# Provided records:
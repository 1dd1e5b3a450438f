//! Data directory resolution.

use std::path::PathBuf;

/// Environment variable that overrides the data directory.
pub const DATA_DIR_ENV: &str = "REQFORM_DATA_DIR";

/// Resolve the data directory from environment or platform defaults.
///
/// Priority:
/// 1. `REQFORM_DATA_DIR` environment variable
/// 2. `~/.reqform`
/// 3. `./.reqform`
pub fn resolve_data_dir() -> PathBuf {
    data_dir_from(std::env::var_os(DATA_DIR_ENV).map(PathBuf::from))
}

fn data_dir_from(override_dir: Option<PathBuf>) -> PathBuf {
    if let Some(dir) = override_dir {
        return dir;
    }

    if let Some(home) = dirs::home_dir() {
        return home.join(".reqform");
    }

    PathBuf::from(".reqform")
}
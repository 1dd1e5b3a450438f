//! Configuration loader for reqform.
//!
//! Reads `config.toml` from the data directory and deserializes it into
//! [`FormConfig`]. Falls back to defaults when the file is missing or
//! malformed.

use std::path::Path;

use reqform_types::config::FormConfig;

/// File name of the configuration inside the data directory.
pub const CONFIG_FILE: &str = "config.toml";

/// Load configuration from `{data_dir}/config.toml`.
///
/// - Missing file: [`FormConfig::default()`].
/// - Unreadable or unparsable file: logs a warning, returns the default.
pub async fn load_config(data_dir: &Path) -> FormConfig {
    let config_path = data_dir.join(CONFIG_FILE);

    let content = match tokio::fs::read_to_string(&config_path).await {
        Ok(content) => content,
        Err(err) if err.kind() == std::io::ErrorKind::NotFound => {
            tracing::debug!("No config.toml found at {}, using defaults", config_path.display());
            return FormConfig::default();
        }
        Err(err) => {
            tracing::warn!("Failed to read {}: {err}, using defaults", config_path.display());
            return FormConfig::default();
        }
    };

    match toml::from_str::<FormConfig>(&content) {
        Ok(config) => config,
        Err(err) => {
            tracing::warn!(
                "Failed to parse {}: {err}, using defaults",
                config_path.display()
            );
            FormConfig::default()
        }
    }
}
//! Generated prompt documents.

use std::fmt;
use std::str::FromStr;

use serde::{Deserialize, Serialize};

/// The four documents assembled from a completed form.
#[derive(Debug, Clone, PartialEq, Eq, Serialize, Deserialize)]
pub struct GeneratedPrompts {
    pub business: String,
    pub audience: String,
    pub technical: String,
    pub master: String,
}

impl GeneratedPrompts {
    pub fn get(&self, kind: PromptKind) -> &str {
        match kind {
            PromptKind::Business => &self.business,
            PromptKind::Audience => &self.audience,
            PromptKind::Technical => &self.technical,
            PromptKind::Master => &self.master,
        }
    }

    /// All documents in display order.
    pub fn iter(&self) -> impl Iterator<Item = (PromptKind, &str)> {
        PromptKind::ALL.into_iter().map(|kind| (kind, self.get(kind)))
    }
}

/// Name of one generated document.
#[derive(Debug, Clone, Copy, PartialEq, Eq, Hash, Serialize, Deserialize)]
#[serde(rename_all = "lowercase")]
pub enum PromptKind {
    Business,
    Audience,
    Technical,
    Master,
}

impl PromptKind {
    pub const ALL: [PromptKind; 4] = [
        PromptKind::Business,
        PromptKind::Audience,
        PromptKind::Technical,
        PromptKind::Master,
    ];

    pub fn as_str(&self) -> &'static str {
        match self {
            PromptKind::Business => "business",
            PromptKind::Audience => "audience",
            PromptKind::Technical => "technical",
            PromptKind::Master => "master",
        }
    }
}

impl fmt::Display for PromptKind {
    fn fmt(&self, f: &mut fmt::Formatter<'_>) -> fmt::Result {
        f.write_str(self.as_str())
    }
}

impl FromStr for PromptKind {
    type Err = String;

    fn from_str(s: &str) -> Result<Self, Self::Err> {
        match s.to_lowercase().as_str() {
            "business" => Ok(PromptKind::Business),
            "audience" => Ok(PromptKind::Audience),
            "technical" => Ok(PromptKind::Technical),
            "master" => Ok(PromptKind::Master),
            other => Err(format!("unknown prompt kind: '{other}'")),
        }
    }
}

#[cfg(test)]
mod tests {
    use super::*;

    #[test]
    fn test_prompt_kind_roundtrip_through_str() {
        for kind in PromptKind::ALL {
            assert_eq!(kind.to_string().parse::<PromptKind>().unwrap(), kind);
        }
        assert!("summary".parse::<PromptKind>().is_err());
    }

    #[test]
    fn test_iter_follows_display_order() {
        let prompts = GeneratedPrompts {
            business: "b".into(),
            audience: "a".into(),
            technical: "t".into(),
            master: "m".into(),
        };
        let order: Vec<&str> = prompts.iter().map(|(_, text)| text).collect();
        assert_eq!(order, vec!["b", "a", "t", "m"]);
    }
}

# Your objective:
Take the listing above and write it out again exactly.

# Exercise answer:
repository 1dd1e5b3a450438f
//! Data directory resolution.

use std::path::PathBuf;

/// Environment variable that overrides the data directory.
pub const DATA_DIR_ENV: &str = "REQFORM_DATA_DIR";

/// Resolve the data directory from environment or platform defaults.
///
/// Priority:
/// 1. `REQFORM_DATA_DIR` environment variable
/// 2. `~/.reqform`
/// 3. `./.reqform`
pub fn resolve_data_dir() -> PathBuf {
    data_dir_from(std::env::var_os(DATA_DIR_ENV).map(PathBuf::from))
}

fn data_dir_from(override_dir: Option<PathBuf>) -> PathBuf {
    if let Some(dir) = override_dir {
        return dir;
    }

    if let Some(home) = dirs::home_dir() {
        return home.join(".reqform");
    }

    PathBuf::from(".reqform")
}
repository 1dd1e5b3a450438f
//! Configuration loader for reqform.
//!
//! Reads `config.toml` from the data directory and deserializes it into
//! [`FormConfig`]. Falls back to defaults when the file is missing or
//! malformed.

use std::path::Path;

use reqform_types::config::FormConfig;

/// File name of the configuration inside the data directory.
pub const CONFIG_FILE: &str = "config.toml";

/// Load configuration from `{data_dir}/config.toml`.
///
/// - Missing file: [`FormConfig::default()`].
/// - Unreadable or unparsable file: logs a warning, returns the default.
pub async fn load_config(data_dir: &Path) -> FormConfig {
    let config_path = data_dir.join(CONFIG_FILE);

    let content = match tokio::fs::read_to_string(&config_path).await {
        Ok(content) => content,
        Err(err) if err.kind() == std::io::ErrorKind::NotFound => {
            tracing::debug!("No config.toml found at {}, using defaults", config_path.display());
            return FormConfig::default();
        }
        Err(err) => {
            tracing::warn!("Failed to read {}: {err}, using defaults", config_path.display());
            return FormConfig::default();
        }
    };

    match toml::from_str::<FormConfig>(&content) {
        Ok(config) => config,
        Err(err) => {
            tracing::warn!(
                "Failed to parse {}: {err}, using defaults",
                config_path.display()
            );
            FormConfig::default()
        }
    }
}
//! Generated prompt documents.

use std::fmt;
use std::str::FromStr;

use serde::{Deserialize, Serialize};

/// The four documents assembled from a completed form.
#[derive(Debug, Clone, PartialEq, Eq, Serialize, Deserialize)]
pub struct GeneratedPrompts {
    pub business: String,
    pub audience: String,
    pub technical: String,
    pub master: String,
}

impl GeneratedPrompts {
    pub fn get(&self, kind: PromptKind) -> &str {
        match kind {
            PromptKind::Business => &self.business,
            PromptKind::Audience => &self.audience,
            PromptKind::Technical => &self.technical,
            PromptKind::Master => &self.master,
        }
    }

    /// All documents in display order.
    pub fn iter(&self) -> impl Iterator<Item = (PromptKind, &str)> {
        PromptKind::ALL.into_iter().map(|kind| (kind, self.get(kind)))
    }
}

/// Name of one generated document.
#[derive(Debug, Clone, Copy, PartialEq, Eq, Hash, Serialize, Deserialize)]
#[serde(rename_all = "lowercase")]
pub enum PromptKind {
    Business,
    Audience,
    Technical,
    Master,
}

impl PromptKind {
    pub const ALL: [PromptKind; 4] = [
        PromptKind::Business,
        PromptKind::Audience,
        PromptKind::Technical,
        PromptKind::Master,
    ];

    pub fn as_str(&self) -> &'static str {
        match self {
            PromptKind::Business => "business",
            PromptKind::Audience => "audience",
            PromptKind::Technical => "technical",
            PromptKind::Master => "master",
        }
    }
}

impl fmt::Display for PromptKind {
    fn fmt(&self, f: &mut fmt::Formatter<'_>) -> fmt::Result {
        f.write_str(self.as_str())
    }
}

impl FromStr for PromptKind {
    type Err = String;

    fn from_str(s: &str) -> Result<Self, Self::Err> {
        match s.to_lowercase().as_str() {
            "business" => Ok(PromptKind::Business),
            "audience" => Ok(PromptKind::Audience),
            "technical" => Ok(PromptKind::Technical),
            "master" => Ok(PromptKind::Master),
            other => Err(format!("unknown prompt kind: '{other}'")),
        }
    }
}

#[cfg(test)]
mod tests {
    use super::*;

    #[test]
    fn test_prompt_kind_roundtrip_through_str() {
        for kind in PromptKind::ALL {
            assert_eq!(kind.to_string().parse::<PromptKind>().unwrap(), kind);
        }
        assert!("summary".parse::<PromptKind>().is_err());
    }

    #[test]
    fn test_iter_follows_display_order() {
        let prompts = GeneratedPrompts {
            business: "b".into(),
            audience: "a".into(),
            technical: "t".into(),
            master: "m".into(),
        };
        let order: Vec<&str> = prompts.iter().map(|(_, text)| text).collect();
        assert_eq!(order, vec!["b", "a", "t", "m"]);
    }
}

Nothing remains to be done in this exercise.